In San Carlos, California, two robots cruise within a hydroponic farm developed by the start-up Iron Ox. These robots, which plan, care for, and harvest produce, are overseen by a computer program affectionately nicknamed “the Brain.” Even before the advent of AI, hydroponic systems were known to use less water, need fewer pesticides, grow faster, and produce more plants in less space. However, hydroponics are notoriously labor-intensive, requiring plants to be moved to different vats throughout the growing phase. Training robots for this monotonous task could make razor-thin profit margins a little less tight.

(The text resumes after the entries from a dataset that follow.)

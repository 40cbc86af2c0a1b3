//! Task store: the only mutator of the task sequence.
//!
//! # Responsibility
//! - Own the ordered task sequence for one session.
//! - Route add/edit text through validation before committing it.
//! - Persist the full sequence after every successful mutation.
//!
//! # Invariants
//! - Insertion order is preserved; no operation re-sorts tasks.
//! - Ids are unique; texts are unique ignoring case; texts are never empty.
//! - No-ops and rejected input do not write to the backend.

use crate::model::filter::{filter_tasks, FilterMode};
use crate::model::task::{next_task_id, Task, TaskId};
use crate::model::validation::{validate, ValidationError};
use crate::repo::kv_store::KeyValueStore;
use crate::repo::persistence::PersistenceBridge;
use log::{debug, info};

/// Per-mode task counts, used for list headers.
#[derive(Debug, Clone, Copy, Default, PartialEq, Eq)]
pub struct TaskCounts {
    pub total: usize,
    pub completed: usize,
    pub pending: usize,
}

impl TaskCounts {
    pub fn for_mode(&self, mode: FilterMode) -> usize {
        match mode {
            FilterMode::All => self.total,
            FilterMode::Completed => self.completed,
            FilterMode::Pending => self.pending,
        }
    }
}

/// In-memory task sequence with an injected persistence backend.
pub struct TaskStore<S: KeyValueStore> {
    tasks: Vec<Task>,
    persistence: PersistenceBridge<S>,
}

impl<S: KeyValueStore> TaskStore<S> {
    /// Creates a store seeded from whatever the backend currently holds.
    pub fn open(persistence: PersistenceBridge<S>) -> Self {
        let tasks = persistence.load();
        Self { tasks, persistence }
    }

    /// Adds a pending task.
    ///
    /// # Errors
    /// Returns the validation failure unchanged; the sequence is untouched.
    pub fn add(&mut self, text: &str) -> Result<TaskId, ValidationError> {
        let text = validate(text, &self.tasks, None).map_err(|err| {
            debug!("event=task_add module=store status=rejected reason={}", err.code());
            err
        })?;

        let id = next_task_id(&self.tasks);
        self.tasks.push(Task::new(id, text));
        info!("event=task_add module=store status=ok id={id} count={}", self.tasks.len());
        self.persist();
        Ok(id)
    }

    /// Flips completion for `id`.
    ///
    /// Returns `false` (and changes nothing) when the id is unknown.
    pub fn toggle(&mut self, id: TaskId) -> bool {
        let Some(task) = self.tasks.iter_mut().find(|task| task.id == id) else {
            debug!("event=task_toggle module=store status=noop id={id}");
            return false;
        };
        task.toggle();
        info!(
            "event=task_toggle module=store status=ok id={id} completed={}",
            task.completed
        );
        self.persist();
        true
    }

    /// Removes the task with `id`.
    ///
    /// Returns `false` (and changes nothing) when the id is unknown.
    pub fn remove(&mut self, id: TaskId) -> bool {
        let before = self.tasks.len();
        self.tasks.retain(|task| task.id != id);
        if self.tasks.len() == before {
            debug!("event=task_remove module=store status=noop id={id}");
            return false;
        }
        info!("event=task_remove module=store status=ok id={id} count={}", self.tasks.len());
        self.persist();
        true
    }

    /// Replaces the text of `id`, keeping its id and completion flag.
    ///
    /// The duplicate check skips the task being edited, so re-casing its own
    /// text is accepted. Returns `Ok(false)` when the text is valid but no
    /// task has `id`.
    ///
    /// # Errors
    /// Returns the validation failure; the stored text stays as it was.
    pub fn edit(&mut self, id: TaskId, text: &str) -> Result<bool, ValidationError> {
        let text = validate(text, &self.tasks, Some(id)).map_err(|err| {
            debug!(
                "event=task_edit module=store status=rejected id={id} reason={}",
                err.code()
            );
            err
        })?;

        let Some(task) = self.tasks.iter_mut().find(|task| task.id == id) else {
            debug!("event=task_edit module=store status=noop id={id}");
            return Ok(false);
        };
        task.text = text;
        info!("event=task_edit module=store status=ok id={id}");
        self.persist();
        Ok(true)
    }

    /// Full sequence in insertion order.
    pub fn tasks(&self) -> &[Task] {
        &self.tasks
    }

    pub fn get(&self, id: TaskId) -> Option<&Task> {
        self.tasks.iter().find(|task| task.id == id)
    }

    /// Visible subsequence for `mode`.
    pub fn filtered(&self, mode: FilterMode) -> Vec<&Task> {
        filter_tasks(&self.tasks, mode)
    }

    pub fn counts(&self) -> TaskCounts {
        let completed = self.tasks.iter().filter(|task| task.completed).count();
        TaskCounts {
            total: self.tasks.len(),
            completed,
            pending: self.tasks.len() - completed,
        }
    }

    pub fn len(&self) -> usize {
        self.tasks.len()
    }

    pub fn is_empty(&self) -> bool {
        self.tasks.is_empty()
    }

    pub fn persistence(&self) -> &PersistenceBridge<S> {
        &self.persistence
    }

    fn persist(&self) {
        // Failures are already logged by the bridge.
        let _ = self.persistence.save(&self.tasks);
    }
}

“A lot of things that weren’t feasible outside of a lab five years ago are possible now,” says Brandon Alexander, the CEO of Iron OX.

In the end, improved agricultural processes lead to better food options. And making small indoor farms more efficient could open up the possibilities of food grown closer to city centers. Most produce travels an average of 2,000 miles from farm to shelf in the U.S., which forces farmers to plant fruits and vegetables that can handle being transported—not necessarily those that taste good.

“Fresh produce isn’t that fresh,” Alexander says.

After improving its robotic systems, Alexander says, Iron OX’s long-term plans include breeding plants using data currently being gathered on its farm. Algorithms crunching this data and other local information, like what sells best, could replace tasteless, homogenized tomatoes and lettuce with more varieties suited to different communities’ tastes.

“We could make delicious, extra healthy things that people want to eat,” Alexander says.